РГИА. Ф. 821. Оп. 125. Д. 21. Л. 21–22 (отношение Потапова министру внутренних дел А.Е. Тимашеву от 30 сентября 1868 г.).

1020

Там же. Л. 19 об. («Записка директора Департамента духовных дел иностранных исповеданий графа Сиверса о поездке его в Вильну» от 5 июня 1868 г.).

1021

Там же. Л. 22.

Итак, действительная социальная открытость католического духовенства приводила к неприятной для властей стихийной этногомогенизации: среди семинаристов неуклонно возрастала доля литовцев, причем литовцев простонародного происхождения – выходцев из среды с наибольшей в северо-западных губерниях приверженностью католическому благочестию. Ревизионная комиссия в 1868 году призывала поставить заслон этому наплыву «фанатиков» в ту единственную семинарию, которая должна остаться после реформы: «Из жмудинов в семинарию должно быть допускаемо только такое число клериков, какое необходимо для Тельшевской епархии (т. е. для паствы, говорящей по-литовски. – М.Д.); остальные воспитанники должны быть происхождения русского: белоруссы и малороссы…» [1022] . На литовцев в данном случае смотрели как на своего рода касту, почти замкнувшую в себе источник пополнения духовенства.

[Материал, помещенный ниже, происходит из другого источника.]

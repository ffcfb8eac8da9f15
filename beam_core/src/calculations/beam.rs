//! # Simply-Supported Beam Calculation
//!
//! Ties the analysis engine to a section and material: builds EI from the
//! section, samples shear/moment/deflection along the span and compares the
//! peaks against the design strengths.
//!
//! ## Assumptions
//!
//! - Simply-supported (pin-roller) boundary conditions, single span
//! - Linear-elastic material, small deflections
//! - Rectangular section
//!
//! ## Example
//!
//! ```rust
//! use beam_core::calculations::beam::{calculate, BeamInput};
//! use beam_core::loads::{DistributedLoad, LoadSet};
//! use beam_core::materials::MaterialConfig;
//! use beam_core::section::RectangularSection;
//! use beam_core::settings::AnalysisSettings;
//!
//! let input = BeamInput {
//!     label: "B-1".to_string(),
//!     span_m: 6.0,
//!     section: RectangularSection::new(0.15, 0.30, 0.01),
//!     material: MaterialConfig::structural_steel(),
//!     loads: LoadSet::new().with_load(DistributedLoad::new(100.0, 0.0, 6.0)),
//!     settings: AnalysisSettings::default(),
//! };
//!
//! let result = calculate(&input).unwrap();
//! assert!((result.max_moment_nm - 450.0).abs() < 1e-9);
//! assert!(result.passes());
//! ```

use serde::{Deserialize, Serialize};

use super::beam_analysis::{Beam, BeamAnalysis};
use super::reactions::ReactionPair;
use super::sampling::{Extremes, SampleSeries};
use crate::errors::{CalcError, CalcResult};
use crate::loads::LoadSet;
use crate::materials::MaterialConfig;
use crate::section::{DesignStrength, RectangularSection, SectionProperties};
use crate::settings::AnalysisSettings;

/// Input parameters for a simply-supported beam.
///
/// All inputs use SI units (m, N, N/m, Pa).
///
/// ## JSON Example
///
/// ```json
/// {
///   "label": "B-1",
///   "span_m": 6.0,
///   "section": { "width_m": 0.15, "depth_m": 0.30, "web_thickness_m": 0.01 },
///   "material": {
///     "elastic_modulus_pa": 200000000000.0,
///     "yield_stress_pa": 250000000.0,
///     "gamma_m0": 1.5,
///     "beta_b": 1.0
///   },
///   "loads": [
///     { "type": "Distributed", "intensity_n_per_m": 100.0, "start_m": 0.0, "end_m": 6.0 },
///     { "type": "Point", "magnitude_n": 5000.0, "position_m": 2.0 }
///   ],
///   "settings": { "grid_step_m": 0.5, "model": "Exact" }
/// }
/// ```
#[derive(Debug, Clone, PartialEq, Serialize, Deserialize)]
pub struct BeamInput {
    /// User label for this beam (e.g., "B-1")
    #[serde(default)]
    pub label: String,

    /// Span between the supports (m)
    pub span_m: f64,

    /// Cross-section dimensions
    pub section: RectangularSection,

    /// Elastic and design constants
    #[serde(default)]
    pub material: MaterialConfig,

    /// Loads acting on the span
    #[serde(default)]
    pub loads: LoadSet,

    /// Grid step and load model
    #[serde(default)]
    pub settings: AnalysisSettings,
}

impl BeamInput {
    /// Validate input parameters.
    pub fn validate(&self) -> CalcResult<()> {
        if !self.span_m.is_finite() || self.span_m <= 0.0 {
            return Err(CalcError::invalid_geometry(
                "span_m",
                self.span_m.to_string(),
                "Span must be positive",
            ));
        }
        self.section.validate()?;
        self.material.validate()?;
        self.settings.validate_for_span(self.span_m)?;
        self.loads.validate(self.span_m)
    }

    /// Beam with EI from the section and material
    pub fn beam(&self) -> CalcResult<Beam> {
        Beam::from_section(self.span_m, &self.section, &self.material)
    }
}

/// Results of a beam calculation.
#[derive(Debug, Clone, PartialEq, Serialize, Deserialize)]
pub struct BeamResult {
    /// Label copied from the input
    pub label: String,
    /// Span (m)
    pub span_m: f64,
    /// Yield strength used for the design strengths (Pa)
    pub yield_stress_pa: f64,

    /// Support reactions (N)
    pub reactions: ReactionPair,

    /// Station-by-station shear, moment and deflection
    pub samples: SampleSeries,

    /// Largest signed shear over the stations (N)
    pub max_shear_n: f64,
    /// Largest signed moment over the stations (N·m)
    pub max_moment_nm: f64,
    /// Largest magnitudes with their positions
    pub extremes: Extremes,

    /// Section properties
    pub section: SectionProperties,
    /// Design bending and shear strength
    pub design_strength: DesignStrength,

    /// |M|max / M_d
    pub bending_unity: f64,
    /// |V|max / V_d
    pub shear_unity: f64,
}

impl BeamResult {
    /// Check if the beam passes both strength checks
    pub fn passes(&self) -> bool {
        self.bending_unity <= 1.0 && self.shear_unity <= 1.0
    }

    /// Get the governing check
    pub fn governing_condition(&self) -> &'static str {
        if self.bending_unity >= self.shear_unity {
            "Bending"
        } else {
            "Shear"
        }
    }
}

/// Run the full analysis for a beam input.
pub fn calculate(input: &BeamInput) -> CalcResult<BeamResult> {
    input.validate()?;
    log::debug!(
        "calculating beam '{}' ({} loads, {:?})",
        input.label,
        input.loads.len(),
        input.settings.model
    );

    let beam = input.beam()?;
    let analysis = BeamAnalysis::new(beam, &input.loads, input.settings.model)?;
    let samples = analysis.sample(input.settings.grid_step_m)?;

    let extremes = samples.extremes();
    let design_strength = DesignStrength::compute(&input.section, &input.material);

    Ok(BeamResult {
        label: input.label.clone(),
        span_m: input.span_m,
        yield_stress_pa: input.material.yield_stress_pa,
        reactions: analysis.reactions(),
        max_shear_n: samples.max_shear(),
        max_moment_nm: samples.max_moment(),
        extremes,
        section: input.section.properties(),
        bending_unity: extremes.moment_nm.value.abs() / design_strength.moment_nm,
        shear_unity: extremes.shear_n.value.abs() / design_strength.shear_n,
        design_strength,
        samples,
    })
}

#[cfg(test)]
mod tests {
    use super::*;
    use crate::loads::{DistributedLoad, PointLoad};
    use approx::assert_relative_eq;

    fn input() -> BeamInput {
        BeamInput {
            label: "B-1".to_string(),
            span_m: 6.0,
            section: RectangularSection::new(0.15, 0.30, 0.01),
            material: MaterialConfig::structural_steel(),
            loads: LoadSet::new().with_load(DistributedLoad::new(100.0, 0.0, 6.0)),
            settings: AnalysisSettings::default(),
        }
    }

    #[test]
    fn test_calculate_uniform_beam() {
        let result = calculate(&input()).unwrap();

        assert_relative_eq!(result.reactions.left_n, 300.0, max_relative = 1e-12);
        assert_relative_eq!(result.reactions.right_n, 300.0, max_relative = 1e-12);
        assert_relative_eq!(result.max_moment_nm, 450.0, max_relative = 1e-12);
        assert_relative_eq!(result.max_shear_n, 300.0, max_relative = 1e-12);
        assert_eq!(result.samples.len(), 13);
        assert_eq!(result.extremes.moment_nm.x_m, 3.0);

        // δ = 5wL⁴/(384EI), downward
        let ei = 200e9 * 3.375e-4;
        assert_relative_eq!(
            result.extremes.deflection_m.value,
            -5.0 * 100.0 * 6.0_f64.powi(4) / (384.0 * ei),
            max_relative = 1e-9
        );
        assert!(result.passes());
        assert_eq!(result.governing_condition(), "Bending");
    }

    #[test]
    fn test_unity_ratios() {
        let mut beam = input();
        beam.loads = LoadSet::new().with_load(PointLoad::new(300_000.0, 3.0));
        let result = calculate(&beam).unwrap();

        // M = PL/4 = 450 kNm against M_d = 375 kNm
        assert_relative_eq!(result.bending_unity, 450.0 / 375.0, max_relative = 1e-9);
        assert!(!result.passes());
    }

    #[test]
    fn test_validation_errors() {
        let mut bad = input();
        bad.span_m = -1.0;
        assert_eq!(calculate(&bad).unwrap_err().error_code(), "INVALID_GEOMETRY");

        let mut bad = input();
        bad.settings.grid_step_m = 0.0;
        assert_eq!(calculate(&bad).unwrap_err().error_code(), "INVALID_INPUT");

        let mut bad = input();
        bad.settings.grid_step_m = 1e-300;
        assert_eq!(calculate(&bad).unwrap_err().error_code(), "INVALID_INPUT");

        let mut bad = input();
        bad.loads.add_load(DistributedLoad::new(10.0, 3.0, 1.0));
        assert_eq!(calculate(&bad).unwrap_err().error_code(), "INVALID_LOAD_SPEC");
    }

    #[test]
    fn test_input_json_defaults() {
        let json = r#"{
            "span_m": 4.0,
            "section": { "width_m": 0.1, "depth_m": 0.2, "web_thickness_m": 0.008 }
        }"#;
        let parsed: BeamInput = serde_json::from_str(json).unwrap();
        assert!(parsed.loads.is_empty());
        assert_eq!(parsed.material, MaterialConfig::structural_steel());
        assert_eq!(parsed.settings, AnalysisSettings::default());

        let result = calculate(&parsed).unwrap();
        assert!(result.samples.iter().all(|s| s.deflection_m == 0.0));
    }

    #[test]
    fn test_result_serialization() {
        let result = calculate(&input()).unwrap();
        let json = serde_json::to_string(&result).unwrap();
        let roundtrip: BeamResult = serde_json::from_str(&json).unwrap();
        assert_eq!(roundtrip.samples.len(), result.samples.len());
        assert_eq!(roundtrip.label, "B-1");
    }
}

И теперь их прием в семинарию должен был регулироваться тем самым мерилом наличной потребности в клире, которое Д.А. Толстой в те же годы пытался использовать для превращения православных семинарий из сословных в открытые учебные заведения, свободные от миссии воспитания всех священнослужительских детей. А привлечение в католическую семинарию белорусов и малороссов – аналог чаемого освежения православных семинарий юношеством из недуховных сословий – надолго станет темой довольно бесплодных рассуждений виленских администраторов.

1022

LVIA. F. 378. BS. 1866. B. 1340. L. 98 ар. В 1865 г. семинария Тельшевской епархии была (вслед за принудительным перемещением епископа) переведена из местечка Ворни в Ковно, дабы, в частности, легче надзирать за религиозным обучением и ослабить связь семинарии с горячей религиозностью сельского населения.